- _Exercise description_
The complete listing should be restated exactly.

- _Provided data_
use std::fs;
use std::path::Path;

use anyhow::{Context, Result};
use serde::{Deserialize, Serialize};
use tracing::{debug, info};

/// Compatibility class of a model, i.e. which node chains can drive it.
#[derive(Debug, Clone, PartialEq, Eq, Hash, Serialize, Deserialize)]
#[serde(from = "String", into = "String")]
pub enum CompatClass {
    Ltxv2,
    HunyuanVideo,
    HunyuanVideo15,
    Wan21,
    StableVideoDiffusion,
    StableDiffusionXl,
    StableDiffusionXlRefiner,
    Flux1,
    Other(String),
}

impl CompatClass {
    pub fn id(&self) -> &str {
        match self {
            Self::Ltxv2 => "ltxv2",
            Self::HunyuanVideo => "hunyuan-video",
            Self::HunyuanVideo15 => "hunyuan-video-1.5",
            Self::Wan21 => "wan-21",
            Self::StableVideoDiffusion => "stable-video-diffusion",
            Self::StableDiffusionXl => "stable-diffusion-xl-v1",
            Self::StableDiffusionXlRefiner => "stable-diffusion-xl-v1-refiner",
            Self::Flux1 => "flux-1",
            Self::Other(id) => id,
        }
    }

    pub fn is_video(&self) -> bool {
        matches!(
            self,
            Self::Ltxv2
                | Self::HunyuanVideo
                | Self::HunyuanVideo15
                | Self::Wan21
                | Self::StableVideoDiffusion
        )
    }

    /// Whether sampling produces a single latent carrying both audio and video.
    pub fn has_joint_audio_video_latent(&self) -> bool {
        matches!(self, Self::Ltxv2)
    }

    /// Spatial rounding applied when fitting an image aspect into the model's
    /// pixel budget.
    pub fn resolution_precision(&self) -> u32 {
        match self {
            Self::HunyuanVideo => 16,
            _ => 64,
        }
    }

    pub fn default_video_cfg(&self) -> f64 {
        match self {
            Self::Ltxv2 => 3.0,
            Self::HunyuanVideo | Self::HunyuanVideo15 => 6.0,
            Self::Wan21 => 5.0,
            Self::StableVideoDiffusion => 2.5,
            _ => 7.0,
        }
    }
}

impl From<String> for CompatClass {
    fn from(id: String) -> Self {
        match id.as_str() {
            "ltxv2" => Self::Ltxv2,
            "hunyuan-video" => Self::HunyuanVideo,
            "hunyuan-video-1.5" => Self::HunyuanVideo15,
            "wan-21" => Self::Wan21,
            "stable-video-diffusion" => Self::StableVideoDiffusion,
            "stable-diffusion-xl-v1" => Self::StableDiffusionXl,
            "stable-diffusion-xl-v1-refiner" => Self::StableDiffusionXlRefiner,
            "flux-1" => Self::Flux1,
            _ => Self::Other(id),
        }
    }
}

impl From<CompatClass> for String {
    fn from(class: CompatClass) -> Self {
        class.id().to_string()
    }
}

impl std::fmt::Display for CompatClass {
    fn fmt(&self, f: &mut std::fmt::Formatter<'_>) -> std::fmt::Result {
        f.write_str(self.id())
    }
}

#[derive(Debug, Clone, PartialEq, Serialize, Deserialize)]
pub struct ModelEntry {
    pub name: String,
    pub compat_class: CompatClass,
    /// Preferred width; `0` means the model does not declare one.
    #[serde(default)]
    pub standard_width: u32,
    #[serde(default)]
    pub standard_height: u32,
    #[serde(default)]
    pub description: String,
}

fn builtin_catalog() -> Vec<ModelEntry> {
    vec![
        ModelEntry {
            name: "ltx-2-19b-dev".into(),
            compat_class: CompatClass::Ltxv2,
            standard_width: 1280,
            standard_height: 704,
            description: "LTX-2 joint audio/video model".into(),
        },
        ModelEntry {
            name: "hunyuan-video-t2v-720p".into(),
            compat_class: CompatClass::HunyuanVideo,
            standard_width: 1280,
            standard_height: 720,
            description: "HunyuanVideo text/image-to-video".into(),
        },
        ModelEntry {
            name: "hunyuan-video-1.5-i2v-720p".into(),
            compat_class: CompatClass::HunyuanVideo15,
            standard_width: 1280,
            standard_height: 720,
            description: "HunyuanVideo 1.5 image-to-video".into(),
        },
        ModelEntry {
            name: "wan2.1-i2v-480p".into(),
            compat_class: CompatClass::Wan21,
            standard_width: 832,
            standard_height: 480,
            description: "Wan 2.1 image-to-video 480p".into(),
        },
        ModelEntry {
            name: "svd-xt".into(),
            compat_class: CompatClass::StableVideoDiffusion,
            standard_width: 1024,
            standard_height: 576,
            description: "Stable Video Diffusion XT".into(),
        },
        ModelEntry {
            name: "sd-xl-base-1.0".into(),
            compat_class: CompatClass::StableDiffusionXl,
            standard_width: 1024,
            standard_height: 1024,
            description: "SDXL base".into(),
        },
        ModelEntry {
            name: "sd-xl-refiner-1.0".into(),
            compat_class: CompatClass::StableDiffusionXlRefiner,
            standard_width: 1024,
            standard_height: 1024,
            description: "SDXL refiner".into(),
        },
        ModelEntry {
            name: "flux1-dev".into(),
            compat_class: CompatClass::Flux1,
            standard_width: 1024,
            standard_height: 1024,
            description: "Flux.1 dev".into(),
        },
    ]
}

/// Model metadata lookup: compatibility class and resolution hints by name.
#[derive(Debug, Clone, Default)]
pub struct ModelRegistry {
    entries: Vec<ModelEntry>,
}

impl ModelRegistry {
    pub fn new() -> Self {
        Self {
            entries: Vec::new(),
        }
    }

    pub fn with_builtin_models() -> Self {
        Self {
            entries: builtin_catalog(),
        }
    }

    pub fn get(&self, name: &str) -> Option<&ModelEntry> {
        self.entries.iter().find(|e| e.name == name)
    }

    pub fn list(&self) -> &[ModelEntry] {
        &self.entries
    }

    pub fn list_by_class(&self, class: &CompatClass) -> Vec<&ModelEntry> {
        self.entries
            .iter()
            .filter(|e| &e.compat_class == class)
            .collect()
    }

    pub fn insert(&mut self, entry: ModelEntry) {
        if let Some(existing) = self.entries.iter_mut().find(|e| e.name == entry.name) {
            debug!(model = %entry.name, "Replacing catalog entry");
            *existing = entry;
        } else {
            self.entries.push(entry);
        }
    }

    pub fn to_json(&self) -> Result<String> {
        serde_json::to_string_pretty(&self.entries).context("Failed to serialize model catalog")
    }

    /// Merge a JSON catalog. Entries whose name is already known are skipped.
    pub fn load_json(&mut self, json: &str) -> Result<()> {
        let loaded: Vec<ModelEntry> =
            serde_json::from_str(json).context("Failed to parse model catalog JSON")?;
        for entry in loaded {
            if !self.entries.iter().any(|e| e.name == entry.name) {
                self.entries.push(entry);
            }
        }
        Ok(())
    }

    pub fn load_from_path(&mut self, path: &Path) -> Result<()> {
        let raw = fs::read_to_string(path)
            .with_context(|| format!("Failed to read model catalog: {}", path.display()))?;
        let before = self.entries.len();
        self.load_json(&raw)
            .with_context(|| format!("Failed to load model catalog: {}", path.display()))?;
        info!(
            path = %path.display(),
            added = self.entries.len() - before,
            "Loaded model catalog"
        );
        Ok(())
    }
}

- _Solution_
use std::fs;
use std::path::Path;

use anyhow::{Context, Result};
use serde::{Deserialize, Serialize};
use tracing::{debug, info};

/// Compatibility class of a model, i.e. which node chains can drive it.
#[derive(Debug, Clone, PartialEq, Eq, Hash, Serialize, Deserialize)]
#[serde(from = "String", into = "String")]
pub enum CompatClass {
    Ltxv2,
    HunyuanVideo,
    HunyuanVideo15,
    Wan21,
    StableVideoDiffusion,
    StableDiffusionXl,
    StableDiffusionXlRefiner,
    Flux1,
    Other(String),
}

impl CompatClass {
    pub fn id(&self) -> &str {
        match self {
            Self::Ltxv2 => "ltxv2",
            Self::HunyuanVideo => "hunyuan-video",
            Self::HunyuanVideo15 => "hunyuan-video-1.5",
            Self::Wan21 => "wan-21",
            Self::StableVideoDiffusion => "stable-video-diffusion",
            Self::StableDiffusionXl => "stable-diffusion-xl-v1",
            Self::StableDiffusionXlRefiner => "stable-diffusion-xl-v1-refiner",
            Self::Flux1 => "flux-1",
            Self::Other(id) => id,
        }
    }

    pub fn is_video(&self) -> bool {
        matches!(
            self,
            Self::Ltxv2
                | Self::HunyuanVideo
                | Self::HunyuanVideo15
                | Self::Wan21
                | Self::StableVideoDiffusion
        )
    }

    /// Whether sampling produces a single latent carrying both audio and video.
    pub fn has_joint_audio_video_latent(&self) -> bool {
        matches!(self, Self::Ltxv2)
    }

    /// Spatial rounding applied when fitting an image aspect into the model's
    /// pixel budget.
    pub fn resolution_precision(&self) -> u32 {
        match self {
            Self::HunyuanVideo => 16,
            _ => 64,
        }
    }

    pub fn default_video_cfg(&self) -> f64 {
        match self {
            Self::Ltxv2 => 3.0,
            Self::HunyuanVideo | Self::HunyuanVideo15 => 6.0,
            Self::Wan21 => 5.0,
            Self::StableVideoDiffusion => 2.5,
            _ => 7.0,
        }
    }
}

impl From<String> for CompatClass {
    fn from(id: String) -> Self {
        match id.as_str() {
            "ltxv2" => Self::Ltxv2,
            "hunyuan-video" => Self::HunyuanVideo,
            "hunyuan-video-1.5" => Self::HunyuanVideo15,
            "wan-21" => Self::Wan21,
            "stable-video-diffusion" => Self::StableVideoDiffusion,
            "stable-diffusion-xl-v1" => Self::StableDiffusionXl,
            "stable-diffusion-xl-v1-refiner" => Self::StableDiffusionXlRefiner,
            "flux-1" => Self::Flux1,
            _ => Self::Other(id),
        }
    }
}

impl From<CompatClass> for String {
    fn from(class: CompatClass) -> Self {
        class.id().to_string()
    }
}

impl std::fmt::Display for CompatClass {
    fn fmt(&self, f: &mut std::fmt::Formatter<'_>) -> std::fmt::Result {
        f.write_str(self.id())
    }
}

#[derive(Debug, Clone, PartialEq, Serialize, Deserialize)]
pub struct ModelEntry {
    pub name: String,
    pub compat_class: CompatClass,
    /// Preferred width; `0` means the model does not declare one.
    #[serde(default)]
    pub standard_width: u32,
    #[serde(default)]
    pub standard_height: u32,
    #[serde(default)]
    pub description: String,
}

fn builtin_catalog() -> Vec<ModelEntry> {
    vec![
        ModelEntry {
            name: "ltx-2-19b-dev".into(),
            compat_class: CompatClass::Ltxv2,
            standard_width: 1280,
            standard_height: 704,
            description: "LTX-2 joint audio/video model".into(),
        },
        ModelEntry {
            name: "hunyuan-video-t2v-720p".into(),
            compat_class: CompatClass::HunyuanVideo,
            standard_width: 1280,
            standard_height: 720,
            description: "HunyuanVideo text/image-to-video".into(),
        },
        ModelEntry {
            name: "hunyuan-video-1.5-i2v-720p".into(),
            compat_class: CompatClass::HunyuanVideo15,
            standard_width: 1280,
            standard_height: 720,
            description: "HunyuanVideo 1.5 image-to-video".into(),
        },
        ModelEntry {
            name: "wan2.1-i2v-480p".into(),
            compat_class: CompatClass::Wan21,
            standard_width: 832,
            standard_height: 480,
            description: "Wan 2.1 image-to-video 480p".into(),
        },
        ModelEntry {
            name: "svd-xt".into(),
            compat_class: CompatClass::StableVideoDiffusion,
            standard_width: 1024,
            standard_height: 576,
            description: "Stable Video Diffusion XT".into(),
        },
        ModelEntry {
            name: "sd-xl-base-1.0".into(),
            compat_class: CompatClass::StableDiffusionXl,
            standard_width: 1024,
            standard_height: 1024,
            description: "SDXL base".into(),
        },
        ModelEntry {
            name: "sd-xl-refiner-1.0".into(),
            compat_class: CompatClass::StableDiffusionXlRefiner,
            standard_width: 1024,
            standard_height: 1024,
            description: "SDXL refiner".into(),
        },
        ModelEntry {
            name: "flux1-dev".into(),
            compat_class: CompatClass::Flux1,
            standard_width: 1024,
            standard_height: 1024,
            description: "Flux.1 dev".into(),
        },
    ]
}

/// Model metadata lookup: compatibility class and resolution hints by name.
#[derive(Debug, Clone, Default)]
pub struct ModelRegistry {
    entries: Vec<ModelEntry>,
}

impl ModelRegistry {
    pub fn new() -> Self {
        Self {
            entries: Vec::new(),
        }
    }

    pub fn with_builtin_models() -> Self {
        Self {
            entries: builtin_catalog(),
        }
    }

    pub fn get(&self, name: &str) -> Option<&ModelEntry> {
        self.entries.iter().find(|e| e.name == name)
    }

    pub fn list(&self) -> &[ModelEntry] {
        &self.entries
    }

    pub fn list_by_class(&self, class: &CompatClass) -> Vec<&ModelEntry> {
        self.entries
            .iter()
            .filter(|e| &e.compat_class == class)
            .collect()
    }

    pub fn insert(&mut self, entry: ModelEntry) {
        if let Some(existing) = self.entries.iter_mut().find(|e| e.name == entry.name) {
            debug!(model = %entry.name, "Replacing catalog entry");
            *existing = entry;
        } else {
            self.entries.push(entry);
        }
    }

    pub fn to_json(&self) -> Result<String> {
        serde_json::to_string_pretty(&self.entries).context("Failed to serialize model catalog")
    }

    /// Merge a JSON catalog. Entries whose name is already known are skipped.
    pub fn load_json(&mut self, json: &str) -> Result<()> {
        let loaded: Vec<ModelEntry> =
            serde_json::from_str(json).context("Failed to parse model catalog JSON")?;
        for entry in loaded {
            if !self.entries.iter().any(|e| e.name == entry.name) {
                self.entries.push(entry);
            }
        }
        Ok(())
    }

    pub fn load_from_path(&mut self, path: &Path) -> Result<()> {
        let raw = fs::read_to_string(path)
            .with_context(|| format!("Failed to read model catalog: {}", path.display()))?;
        let before = self.entries.len();
        self.load_json(&raw)
            .with_context(|| format!("Failed to load model catalog: {}", path.display()))?;
        info!(
            path = %path.display(),
            added = self.entries.len() - before,
            "Loaded model catalog"
        );
        Ok(())
    }
}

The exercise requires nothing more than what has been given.